Grammar, dialectics, rhetoric - works from the Bayerische Staatsbibliothek

Grammar, rhetoric and dialectics formed part of the so-called Seven Liberal Arts (Septem artes liberales) in (late) antiquity and the Middle Ages. A distinction was made between the trivium, which consisted of these three subjects focused on linguistics and logic reasoning, and the advanced quadrivium of the mathematical subjects arithmetic, geometry, music and astronomy. In medieval educational practices, this canon of subjects was regarded as preparation for the higher faculties of theology, jurisprudence and medicine. These texts were correspondingly important and widespread.

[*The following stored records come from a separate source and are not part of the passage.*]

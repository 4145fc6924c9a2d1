//! Relay Simulator
//!
//! Publishes a mix of relay envelopes to the `sms` topic so a running
//! sms-relay can be exercised without a real sender.
//!
//! Usage: cargo run --bin relay-sim -- [broker] [--username U] [--password P] [--to NUMBER]

use clap::Parser;
use rumqttc::{AsyncClient, Event, EventLoop, MqttOptions, Outgoing, Packet, QoS};
use sms_relay::broker::{Endpoint, TOPIC};
use sms_relay::relay::RelayEnvelope;
use tokio::time::{sleep, timeout, Duration};

#[derive(Parser)]
#[command(name = "relay-sim")]
#[command(about = "Publishes sample SMS relay envelopes to an MQTT broker")]
struct Args {
    /// Broker URI
    #[arg(default_value = "tcp://127.0.0.1:1883")]
    broker: String,

    #[arg(long, default_value = "")]
    username: String,

    #[arg(long, default_value = "")]
    password: String,

    /// Destination number used in the sample envelopes
    #[arg(long, default_value = "+15551234567")]
    to: String,
}

#[tokio::main]
async fn main() -> anyhow::Result<()> {
    let args = Args::parse();
    let endpoint = Endpoint::parse(&args.broker)?;

    println!("📨 SMS Relay Simulator");
    println!("  Broker: {}", endpoint);
    println!("  Topic: {}", TOPIC);
    println!("  Destination: {}", args.to);
    println!();

    let client_id = format!("relay-sim-{}", std::process::id());
    let mut options = MqttOptions::new(client_id, endpoint.host.clone(), endpoint.port);
    options.set_keep_alive(Duration::from_secs(30));
    if !args.username.is_empty() {
        options.set_credentials(args.username.clone(), args.password.clone());
    }
    if endpoint.tls {
        options.set_transport(rumqttc::Transport::tls_with_default_config());
    }

    let (client, mut eventloop) = AsyncClient::new(options, 10);

    match timeout(Duration::from_secs(10), wait_for_connack(&mut eventloop)).await {
        Ok(Ok(())) => println!("✅ Connected"),
        Ok(Err(e)) => {
            println!("❌ Failed to connect: {}", e);
            return Err(e);
        }
        Err(_) => anyhow::bail!("⏰ Timed out connecting to {}", endpoint),
    }
    println!();

    let long_body: String = "Long message split across carrier segments. "
        .repeat(8)
        .trim_end()
        .to_string();

    let scenarios = vec![
        (
            "Short message",
            RelayEnvelope::new(args.to.clone(), "Hello from relay-sim").encode(),
        ),
        (
            "Long message (multi-segment)",
            RelayEnvelope::new(args.to.clone(), long_body).encode(),
        ),
        (
            "Numeric phone number",
            format!(
                r#"{{"phoneNumber":{},"message":"numeric destination"}}"#,
                args.to.trim_start_matches('+')
            ),
        ),
        (
            "Missing message field (malformed)",
            format!(r#"{{"phoneNumber":"{}"}}"#, args.to),
        ),
        ("Not JSON (malformed)", "this is not json".to_string()),
    ];

    for (desc, payload) in &scenarios {
        println!("📡 Publishing: {}", desc);
        println!("   Payload: {} bytes", payload.len());

        client
            .publish(TOPIC, QoS::AtLeastOnce, false, payload.clone().into_bytes())
            .await?;

        match timeout(Duration::from_secs(2), wait_for_puback(&mut eventloop)).await {
            Ok(Ok(())) => println!("   ✅ PUBACK received"),
            Ok(Err(e)) => println!("   ❌ Broker error: {}", e),
            Err(_) => println!("   ⏰ No PUBACK (timeout)"),
        }
        println!();

        sleep(Duration::from_secs(1)).await;
    }

    client.disconnect().await?;
    // Flush the DISCONNECT
    let _ = timeout(Duration::from_secs(1), async {
        while let Ok(event) = eventloop.poll().await {
            if matches!(event, Event::Outgoing(Outgoing::Disconnect)) {
                break;
            }
        }
    })
    .await;

    println!("✨ Simulation complete!");
    Ok(())
}

async fn wait_for_connack(eventloop: &mut EventLoop) -> anyhow::Result<()> {
    loop {
        if let Event::Incoming(Packet::ConnAck(_)) = eventloop.poll().await? {
            return Ok(());
        }
    }
}

async fn wait_for_puback(eventloop: &mut EventLoop) -> anyhow::Result<()> {
    loop {
        if let Event::Incoming(Packet::PubAck(_)) = eventloop.poll().await? {
            return Ok(());
        }
    }
}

bavarikon presents some historical manuscripts and prints of the classical trivium, including, for example, a collective manuscript on grammar (Clm 6411) from the 2nd third of the 9th century and the mnemonics (Cgm 4413) created around 1475 in the Nördlingen area, which can certainly be considered part of rhetoric – the art of free speech. The speeches by Ephraem Graecus (Cod.graec. 319) and the original Greek sermons by Origenes (Cod.graec. 314), only identified as such in 2012, can also be understood as being part of the trivium. The manuscript of Jean Robertets (died 1492) work Les douze dames de rhétorique (Cod.gall. 15) is particularly impressive in its visual design.